▶ [What is being asked]: An exact copy of every entry is the required answer.

▶ [Study material]:
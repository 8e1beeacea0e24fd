//! Shared setup for API integration tests: a fresh in-memory database behind
//! the full router, plus request plumbing helpers.

use axum::Router;
use axum::body::Body;
use axum::http::{Request, Response, StatusCode};
use sea_orm::DatabaseConnection;
use serde_json::Value;
use tower::ServiceExt;

use api::auth::generate_jwt;
use api::routes::routes;
use api::state::AppState;
use db::models::user::Model as UserModel;
use db::test_utils::setup_test_db;

pub async fn make_test_app() -> (Router, DatabaseConnection) {
    let db = setup_test_db().await;
    let app = Router::new().nest("/api", routes(AppState::new(db.clone())));
    (app, db)
}

/// Creates a user and a signed token for it.
pub async fn create_user_with_token(
    db: &DatabaseConnection,
    username: &str,
    admin: bool,
) -> (UserModel, String) {
    let email = format!("{username}@example.com");
    let user = UserModel::create(db, username, &email, admin)
        .await
        .expect("Failed to create user");
    let (token, _) = generate_jwt(user.id, user.admin);
    (user, token)
}

/// Sends a JSON request with the token carried in the `token` cookie (the
/// primary transport).
pub async fn request_with_cookie(
    app: &Router,
    method: &str,
    uri: &str,
    token: Option<&str>,
    body: Option<Value>,
) -> Response<Body> {
    let mut builder = Request::builder().method(method).uri(uri);
    if let Some(token) = token {
        builder = builder.header("Cookie", format!("token={token}"));
    }
    let request = match body {
        Some(json) => builder
            .header("Content-Type", "application/json")
            .body(Body::from(serde_json::to_vec(&json).unwrap()))
            .unwrap(),
        None => builder.body(Body::empty()).unwrap(),
    };

    app.clone().oneshot(request).await.unwrap()
}

/// Same as [`request_with_cookie`] but using the `Authorization: Bearer`
/// fallback.
pub async fn request_with_bearer(
    app: &Router,
    method: &str,
    uri: &str,
    token: &str,
    body: Option<Value>,
) -> Response<Body> {
    let builder = Request::builder()
        .method(method)
        .uri(uri)
        .header("Authorization", format!("Bearer {token}"));
    let request = match body {
        Some(json) => builder
            .header("Content-Type", "application/json")
            .body(Body::from(serde_json::to_vec(&json).unwrap()))
            .unwrap(),
        None => builder.body(Body::empty()).unwrap(),
    };

    app.clone().oneshot(request).await.unwrap()
}

pub async fn body_json(response: Response<Body>) -> (StatusCode, Value) {
    let status = response.status();
    let bytes = axum::body::to_bytes(response.into_body(), usize::MAX)
        .await
        .unwrap();
    let json = if bytes.is_empty() {
        Value::Null
    } else {
        serde_json::from_slice(&bytes).unwrap()
    };
    (status, json)
}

▶ [Response box]:
repository 8e1beeacea0e24fd
//! Shared setup for API integration tests: a fresh in-memory database behind
//! the full router, plus request plumbing helpers.

use axum::Router;
use axum::body::Body;
use axum::http::{Request, Response, StatusCode};
use sea_orm::DatabaseConnection;
use serde_json::Value;
use tower::ServiceExt;

use api::auth::generate_jwt;
use api::routes::routes;
use api::state::AppState;
use db::models::user::Model as UserModel;
use db::test_utils::setup_test_db;

pub async fn make_test_app() -> (Router, DatabaseConnection) {
    let db = setup_test_db().await;
    let app = Router::new().nest("/api", routes(AppState::new(db.clone())));
    (app, db)
}

/// Creates a user and a signed token for it.
pub async fn create_user_with_token(
    db: &DatabaseConnection,
    username: &str,
    admin: bool,
) -> (UserModel, String) {
    let email = format!("{username}@example.com");
    let user = UserModel::create(db, username, &email, admin)
        .await
        .expect("Failed to create user");
    let (token, _) = generate_jwt(user.id, user.admin);
    (user, token)
}

/// Sends a JSON request with the token carried in the `token` cookie (the
/// primary transport).
pub async fn request_with_cookie(
    app: &Router,
    method: &str,
    uri: &str,
    token: Option<&str>,
    body: Option<Value>,
) -> Response<Body> {
    let mut builder = Request::builder().method(method).uri(uri);
    if let Some(token) = token {
        builder = builder.header("Cookie", format!("token={token}"));
    }
    let request = match body {
        Some(json) => builder
            .header("Content-Type", "application/json")
            .body(Body::from(serde_json::to_vec(&json).unwrap()))
            .unwrap(),
        None => builder.body(Body::empty()).unwrap(),
    };

    app.clone().oneshot(request).await.unwrap()
}

/// Same as [`request_with_cookie`] but using the `Authorization: Bearer`
/// fallback.
pub async fn request_with_bearer(
    app: &Router,
    method: &str,
    uri: &str,
    token: &str,
    body: Option<Value>,
) -> Response<Body> {
    let builder = Request::builder()
        .method(method)
        .uri(uri)
        .header("Authorization", format!("Bearer {token}"));
    let request = match body {
        Some(json) => builder
            .header("Content-Type", "application/json")
            .body(Body::from(serde_json::to_vec(&json).unwrap()))
            .unwrap(),
        None => builder.body(Body::empty()).unwrap(),
    };

    app.clone().oneshot(request).await.unwrap()
}

pub async fn body_json(response: Response<Body>) -> (StatusCode, Value) {
    let status = response.status();
    let bytes = axum::body::to_bytes(response.into_body(), usize::MAX)
        .await
        .unwrap();
    let json = if bytes.is_empty() {
        Value::Null
    } else {
        serde_json::from_slice(&bytes).unwrap()
    };
    (status, json)
}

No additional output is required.